Dawid Tkacz wciąż jest młodzieżowcem, ale w rundzie jesiennej minut dla Widzewa spełniających ten przepis nie złapie.
Gdy przychodził – wydawało się, że Widzew będzie miał problem z głowy, jeśli chodzi o spełnienie wymogu minut rozegranych przez młodzieżowca. Tkacz na zapleczu Ekstraklasy strzelił między innymi dublet na al. Unii, występował w reprezentacji Polski do lat 17, 18, 19… Krótko mówiąc: wielki talent, dla którego Łęczna była za ciasna, a Serce Łodzi – idealne, by objawił się w pełnej krasie.

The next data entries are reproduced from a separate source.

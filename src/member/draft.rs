//! Candidate payloads
//!
//! Drafts carry raw form values; nothing here is validated.

use serde::{Deserialize, Serialize};

use super::Member;

/// A candidate record as entered by the user (add form)
#[derive(Debug, Clone, Default, PartialEq, Eq, Serialize, Deserialize)]
pub struct MemberDraft {
    pub name: String,
    pub email: String,
    pub age: String,
    pub status: String,
}

impl MemberDraft {
    pub fn new(
        name: impl Into<String>,
        email: impl Into<String>,
        age: impl Into<String>,
        status: impl Into<String>,
    ) -> Self {
        Self {
            name: name.into(),
            email: email.into(),
            age: age.into(),
            status: status.into(),
        }
    }
}

/// Partial change to an existing record (edit form)
///
/// Absent fields keep the stored value.
#[derive(Debug, Clone, Default, PartialEq, Eq, Serialize, Deserialize)]
pub struct MemberPatch {
    pub name: Option<String>,
    pub email: Option<String>,
    pub age: Option<String>,
    pub status: Option<String>,
}

impl MemberPatch {
    pub fn name(mut self, name: impl Into<String>) -> Self {
        self.name = Some(name.into());
        self
    }

    pub fn email(mut self, email: impl Into<String>) -> Self {
        self.email = Some(email.into());
        self
    }

    pub fn age(mut self, age: impl Into<String>) -> Self {
        self.age = Some(age.into());
        self
    }

    pub fn status(mut self, status: impl Into<String>) -> Self {
        self.status = Some(status.into());
        self
    }

    pub fn is_empty(&self) -> bool {
        self.name.is_none() && self.email.is_none() && self.age.is_none() && self.status.is_none()
    }

    /// Overlay this patch on a stored record's form values
    pub fn apply_to(&self, member: &Member) -> MemberDraft {
        let base = member.to_draft();
        MemberDraft {
            name: self.name.clone().unwrap_or(base.name),
            email: self.email.clone().unwrap_or(base.email),
            age: self.age.clone().unwrap_or(base.age),
            status: self.status.clone().unwrap_or(base.status),
        }
    }
}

Kibicom z al. Piłsudskiego 138 przedstawił się nieźle, bo bardzo soczystym, mocnym strzałem z lewej nogi. Pięknie huknął na Zegar po raz pierwszy. Nie przypuszczałbym w najczarniejszych snach, że – przynajmniej na ten moment – ostatni.
W rundzie jesiennej zawiódł. Ode mnie dostał notę 2/10 w „Robotniku Roku” za występy w 2023. Wiosną lepiej nie było – a przecież znów zapowiadało się na to, że będzie, bo przecież z Jagiellonią czy w Derbach Łodzi wychodził w pierwszym składzie.
W sumie rozegrał 20 meczów. Nie może narzekać, że nie dostał swoich minut – bo było ich łącznie aż 750. Trudno powiedzieć, ile z nich wykorzystał.
Ktoś może powiedzieć, pewnie nie bez podstaw, że jego mowa ciała, gesty i grymasy raczej nie mogły się podobać. Nie powiem, że byłem tej ekspresji fanem. Też mnie irytowała. Ale nie może wpływać na ocenę piłkarza. W „Robotniku Roku” mówiłem, że to może być pozytywna frustracja. Warunek w takich przypadkach jest jeden: za tym muszą iść boiskowe czyny. Mięso. Liczby.
Niestety, nie było żadnych. Zero goli, zero asyst, niewiele udanych akcji.
Napisałbym, że przegrał rywalizację z Klimkiem na pozycji młodzieżowca – ale Kamil Cybulski w końcówce sezonu pokazał, że nikt nikomu nie zabraniał wystawiać dwóch takich piłkarzy jednocześnie.
Przy tym wszystkim cieszę się, że Widzew go nie skreśla. Bo to wciąż nastolatek. Tak, w jego wieku można błyszczeć w Realu Madryt i zrywać pajęczyny na EURO, jak jego rówieśnik Arda Güler, ale zejdźmy na ziemię. W naszych realiach to bardzo młody i bardzo perspektywiczny piłkarz, który wciąż może odpalić.
Może się otrzaska z Ekstraklasą? Może grając przy Solskiego doceni grę przy średnio trzykrotnie większej publiczności? Nie straci pozytywnej bezczelności, ale przy tym nabierze pozytywnej pokory?
Nadal w to wierzę. Dlatego cieszę się, że przedłużył umowę o rok, a do Stali Mielec idzie na wypożyczenie. Z opcją – która może dać mielczanom piłkarza na stałe, a łodzianom pieniądze – ale wciąż na wypożyczenie.